* _AIM OF THE TASK_: Reproduce all of the data that follows, character for character.

* _MATERIAL TO PROCESS_:

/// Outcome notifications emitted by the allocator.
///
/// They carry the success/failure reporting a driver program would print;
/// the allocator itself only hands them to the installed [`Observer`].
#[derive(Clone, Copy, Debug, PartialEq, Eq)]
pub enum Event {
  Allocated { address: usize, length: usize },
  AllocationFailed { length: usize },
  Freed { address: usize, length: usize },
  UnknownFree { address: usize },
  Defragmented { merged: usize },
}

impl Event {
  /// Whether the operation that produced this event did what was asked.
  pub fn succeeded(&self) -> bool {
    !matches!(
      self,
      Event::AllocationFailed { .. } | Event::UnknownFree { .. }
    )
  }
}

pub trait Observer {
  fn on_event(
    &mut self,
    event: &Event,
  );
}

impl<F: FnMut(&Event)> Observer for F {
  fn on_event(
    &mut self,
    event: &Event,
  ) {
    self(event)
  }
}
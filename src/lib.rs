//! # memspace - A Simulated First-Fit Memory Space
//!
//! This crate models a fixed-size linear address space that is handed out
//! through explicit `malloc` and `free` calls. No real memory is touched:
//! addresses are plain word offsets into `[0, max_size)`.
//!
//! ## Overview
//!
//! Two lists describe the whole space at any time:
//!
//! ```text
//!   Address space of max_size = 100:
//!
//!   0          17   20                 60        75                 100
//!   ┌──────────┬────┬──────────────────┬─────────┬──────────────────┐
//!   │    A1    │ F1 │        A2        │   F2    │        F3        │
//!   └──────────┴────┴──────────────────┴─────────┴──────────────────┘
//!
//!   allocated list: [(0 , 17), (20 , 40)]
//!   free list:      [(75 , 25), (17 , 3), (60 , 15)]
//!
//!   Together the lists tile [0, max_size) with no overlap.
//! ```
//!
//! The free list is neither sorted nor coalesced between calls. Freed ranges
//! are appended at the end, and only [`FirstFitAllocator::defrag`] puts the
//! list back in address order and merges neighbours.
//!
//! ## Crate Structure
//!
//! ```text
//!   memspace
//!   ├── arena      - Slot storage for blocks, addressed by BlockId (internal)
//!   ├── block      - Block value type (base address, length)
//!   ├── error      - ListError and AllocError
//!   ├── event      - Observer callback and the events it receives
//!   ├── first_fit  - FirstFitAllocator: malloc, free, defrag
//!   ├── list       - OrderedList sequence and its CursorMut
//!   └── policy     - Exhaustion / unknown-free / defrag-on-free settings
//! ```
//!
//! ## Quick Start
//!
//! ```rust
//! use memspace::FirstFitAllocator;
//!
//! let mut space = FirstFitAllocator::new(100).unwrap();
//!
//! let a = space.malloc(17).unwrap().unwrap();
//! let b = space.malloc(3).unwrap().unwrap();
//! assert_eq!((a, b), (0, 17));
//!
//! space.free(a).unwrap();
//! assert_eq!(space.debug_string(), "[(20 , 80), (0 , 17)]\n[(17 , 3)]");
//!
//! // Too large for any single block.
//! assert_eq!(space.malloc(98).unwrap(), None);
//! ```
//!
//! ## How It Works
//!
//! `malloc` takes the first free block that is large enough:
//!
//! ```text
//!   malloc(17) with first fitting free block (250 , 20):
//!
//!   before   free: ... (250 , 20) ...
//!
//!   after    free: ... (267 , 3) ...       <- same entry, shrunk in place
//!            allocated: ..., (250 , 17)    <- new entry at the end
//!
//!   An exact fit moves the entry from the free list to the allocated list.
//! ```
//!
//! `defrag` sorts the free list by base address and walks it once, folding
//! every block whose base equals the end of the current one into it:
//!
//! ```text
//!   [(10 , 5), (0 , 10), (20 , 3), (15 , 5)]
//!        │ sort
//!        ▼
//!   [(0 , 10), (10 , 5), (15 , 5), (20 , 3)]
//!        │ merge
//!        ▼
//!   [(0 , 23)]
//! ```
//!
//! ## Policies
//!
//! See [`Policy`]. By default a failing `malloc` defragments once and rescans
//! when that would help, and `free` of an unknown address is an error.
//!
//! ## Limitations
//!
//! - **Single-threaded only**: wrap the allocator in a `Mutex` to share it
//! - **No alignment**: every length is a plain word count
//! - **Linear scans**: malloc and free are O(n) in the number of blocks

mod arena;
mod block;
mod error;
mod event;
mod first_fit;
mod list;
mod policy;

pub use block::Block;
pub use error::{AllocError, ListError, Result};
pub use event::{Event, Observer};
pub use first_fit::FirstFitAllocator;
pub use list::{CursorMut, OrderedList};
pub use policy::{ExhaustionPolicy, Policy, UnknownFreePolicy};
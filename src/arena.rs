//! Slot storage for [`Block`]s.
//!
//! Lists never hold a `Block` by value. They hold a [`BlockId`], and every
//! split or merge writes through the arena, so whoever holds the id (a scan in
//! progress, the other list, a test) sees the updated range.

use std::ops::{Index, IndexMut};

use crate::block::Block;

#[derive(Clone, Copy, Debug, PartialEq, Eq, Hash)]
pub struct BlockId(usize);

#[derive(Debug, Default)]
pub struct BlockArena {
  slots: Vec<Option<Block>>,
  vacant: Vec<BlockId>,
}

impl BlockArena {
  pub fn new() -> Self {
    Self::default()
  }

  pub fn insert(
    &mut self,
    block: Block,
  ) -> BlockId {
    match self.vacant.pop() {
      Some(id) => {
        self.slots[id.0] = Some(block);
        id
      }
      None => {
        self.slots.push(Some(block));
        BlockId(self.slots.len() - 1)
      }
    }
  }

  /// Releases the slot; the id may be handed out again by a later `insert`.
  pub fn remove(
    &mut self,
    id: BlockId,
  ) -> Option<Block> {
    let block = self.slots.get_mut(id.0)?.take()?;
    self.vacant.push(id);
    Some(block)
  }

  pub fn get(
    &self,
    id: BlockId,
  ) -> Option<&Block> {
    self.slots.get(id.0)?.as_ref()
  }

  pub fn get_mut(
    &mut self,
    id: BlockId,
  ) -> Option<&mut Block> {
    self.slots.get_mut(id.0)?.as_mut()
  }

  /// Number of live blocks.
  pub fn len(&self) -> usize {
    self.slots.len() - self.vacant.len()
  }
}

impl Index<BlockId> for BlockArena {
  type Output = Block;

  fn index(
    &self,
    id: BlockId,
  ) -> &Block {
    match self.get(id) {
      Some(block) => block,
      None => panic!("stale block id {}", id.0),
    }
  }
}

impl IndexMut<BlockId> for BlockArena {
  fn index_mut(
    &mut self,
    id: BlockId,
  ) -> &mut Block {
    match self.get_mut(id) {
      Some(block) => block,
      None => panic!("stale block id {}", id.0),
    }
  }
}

* _TASK OUTPUT_:
/// Outcome notifications emitted by the allocator.
///
/// They carry the success/failure reporting a driver program would print;
/// the allocator itself only hands them to the installed [`Observer`].
#[derive(Clone, Copy, Debug, PartialEq, Eq)]
pub enum Event {
  Allocated { address: usize, length: usize },
  AllocationFailed { length: usize },
  Freed { address: usize, length: usize },
  UnknownFree { address: usize },
  Defragmented { merged: usize },
}

impl Event {
  /// Whether the operation that produced this event did what was asked.
  pub fn succeeded(&self) -> bool {
    !matches!(
      self,
      Event::AllocationFailed { .. } | Event::UnknownFree { .. }
    )
  }
}

pub trait Observer {
  fn on_event(
    &mut self,
    event: &Event,
  );
}

impl<F: FnMut(&Event)> Observer for F {
  fn on_event(
    &mut self,
    event: &Event,
  ) {
    self(event)
  }
}
filename src/lib.rs
//! # memspace - A Simulated First-Fit Memory Space
//!
//! This crate models a fixed-size linear address space that is handed out
//! through explicit `malloc` and `free` calls. No real memory is touched:
//! addresses are plain word offsets into `[0, max_size)`.
//!
//! ## Overview
//!
//! Two lists describe the whole space at any time:
//!
//! ```text
//!   Address space of max_size = 100:
//!
//!   0          17   20                 60        75                 100
//!   ┌──────────┬────┬──────────────────┬─────────┬──────────────────┐
//!   │    A1    │ F1 │        A2        │   F2    │        F3        │
//!   └──────────┴────┴──────────────────┴─────────┴──────────────────┘
//!
//!   allocated list: [(0 , 17), (20 , 40)]
//!   free list:      [(75 , 25), (17 , 3), (60 , 15)]
//!
//!   Together the lists tile [0, max_size) with no overlap.
//! ```
//!
//! The free list is neither sorted nor coalesced between calls. Freed ranges
//! are appended at the end, and only [`FirstFitAllocator::defrag`] puts the
//! list back in address order and merges neighbours.
//!
//! ## Crate Structure
//!
//! ```text
//!   memspace
//!   ├── arena      - Slot storage for blocks, addressed by BlockId (internal)
//!   ├── block      - Block value type (base address, length)
//!   ├── error      - ListError and AllocError
//!   ├── event      - Observer callback and the events it receives
//!   ├── first_fit  - FirstFitAllocator: malloc, free, defrag
//!   ├── list       - OrderedList sequence and its CursorMut
//!   └── policy     - Exhaustion / unknown-free / defrag-on-free settings
//! ```
//!
//! ## Quick Start
//!
//! ```rust
//! use memspace::FirstFitAllocator;
//!
//! let mut space = FirstFitAllocator::new(100).unwrap();
//!
//! let a = space.malloc(17).unwrap().unwrap();
//! let b = space.malloc(3).unwrap().unwrap();
//! assert_eq!((a, b), (0, 17));
//!
//! space.free(a).unwrap();
//! assert_eq!(space.debug_string(), "[(20 , 80), (0 , 17)]\n[(17 , 3)]");
//!
//! // Too large for any single block.
//! assert_eq!(space.malloc(98).unwrap(), None);
//! ```
//!
//! ## How It Works
//!
//! `malloc` takes the first free block that is large enough:
//!
//! ```text
//!   malloc(17) with first fitting free block (250 , 20):
//!
//!   before   free: ... (250 , 20) ...
//!
//!   after    free: ... (267 , 3) ...       <- same entry, shrunk in place
//!            allocated: ..., (250 , 17)    <- new entry at the end
//!
//!   An exact fit moves the entry from the free list to the allocated list.
//! ```
//!
//! `defrag` sorts the free list by base address and walks it once, folding
//! every block whose base equals the end of the current one into it:
//!
//! ```text
//!   [(10 , 5), (0 , 10), (20 , 3), (15 , 5)]
//!        │ sort
//!        ▼
//!   [(0 , 10), (10 , 5), (15 , 5), (20 , 3)]
//!        │ merge
//!        ▼
//!   [(0 , 23)]
//! ```
//!
//! ## Policies
//!
//! See [`Policy`]. By default a failing `malloc` defragments once and rescans
//! when that would help, and `free` of an unknown address is an error.
//!
//! ## Limitations
//!
//! - **Single-threaded only**: wrap the allocator in a `Mutex` to share it
//! - **No alignment**: every length is a plain word count
//! - **Linear scans**: malloc and free are O(n) in the number of blocks

mod arena;
mod block;
mod error;
mod event;
mod first_fit;
mod list;
mod policy;

pub use block::Block;
pub use error::{AllocError, ListError, Result};
pub use event::{Event, Observer};
pub use first_fit::FirstFitAllocator;
pub use list::{CursorMut, OrderedList};
pub use policy::{ExhaustionPolicy, Policy, UnknownFreePolicy};
filename src/arena.rs
//! Slot storage for [`Block`]s.
//!
//! Lists never hold a `Block` by value. They hold a [`BlockId`], and every
//! split or merge writes through the arena, so whoever holds the id (a scan in
//! progress, the other list, a test) sees the updated range.

use std::ops::{Index, IndexMut};

use crate::block::Block;

#[derive(Clone, Copy, Debug, PartialEq, Eq, Hash)]
pub struct BlockId(usize);

#[derive(Debug, Default)]
pub struct BlockArena {
  slots: Vec<Option<Block>>,
  vacant: Vec<BlockId>,
}

impl BlockArena {
  pub fn new() -> Self {
    Self::default()
  }

  pub fn insert(
    &mut self,
    block: Block,
  ) -> BlockId {
    match self.vacant.pop() {
      Some(id) => {
        self.slots[id.0] = Some(block);
        id
      }
      None => {
        self.slots.push(Some(block));
        BlockId(self.slots.len() - 1)
      }
    }
  }

  /// Releases the slot; the id may be handed out again by a later `insert`.
  pub fn remove(
    &mut self,
    id: BlockId,
  ) -> Option<Block> {
    let block = self.slots.get_mut(id.0)?.take()?;
    self.vacant.push(id);
    Some(block)
  }

  pub fn get(
    &self,
    id: BlockId,
  ) -> Option<&Block> {
    self.slots.get(id.0)?.as_ref()
  }

  pub fn get_mut(
    &mut self,
    id: BlockId,
  ) -> Option<&mut Block> {
    self.slots.get_mut(id.0)?.as_mut()
  }

  /// Number of live blocks.
  pub fn len(&self) -> usize {
    self.slots.len() - self.vacant.len()
  }
}

impl Index<BlockId> for BlockArena {
  type Output = Block;

  fn index(
    &self,
    id: BlockId,
  ) -> &Block {
    match self.get(id) {
      Some(block) => block,
      None => panic!("stale block id {}", id.0),
    }
  }
}

impl IndexMut<BlockId> for BlockArena {
  fn index_mut(
    &mut self,
    id: BlockId,
  ) -> &mut Block {
    match self.get_mut(id) {
      Some(block) => block,
      None => panic!("stale block id {}", id.0),
    }
  }
}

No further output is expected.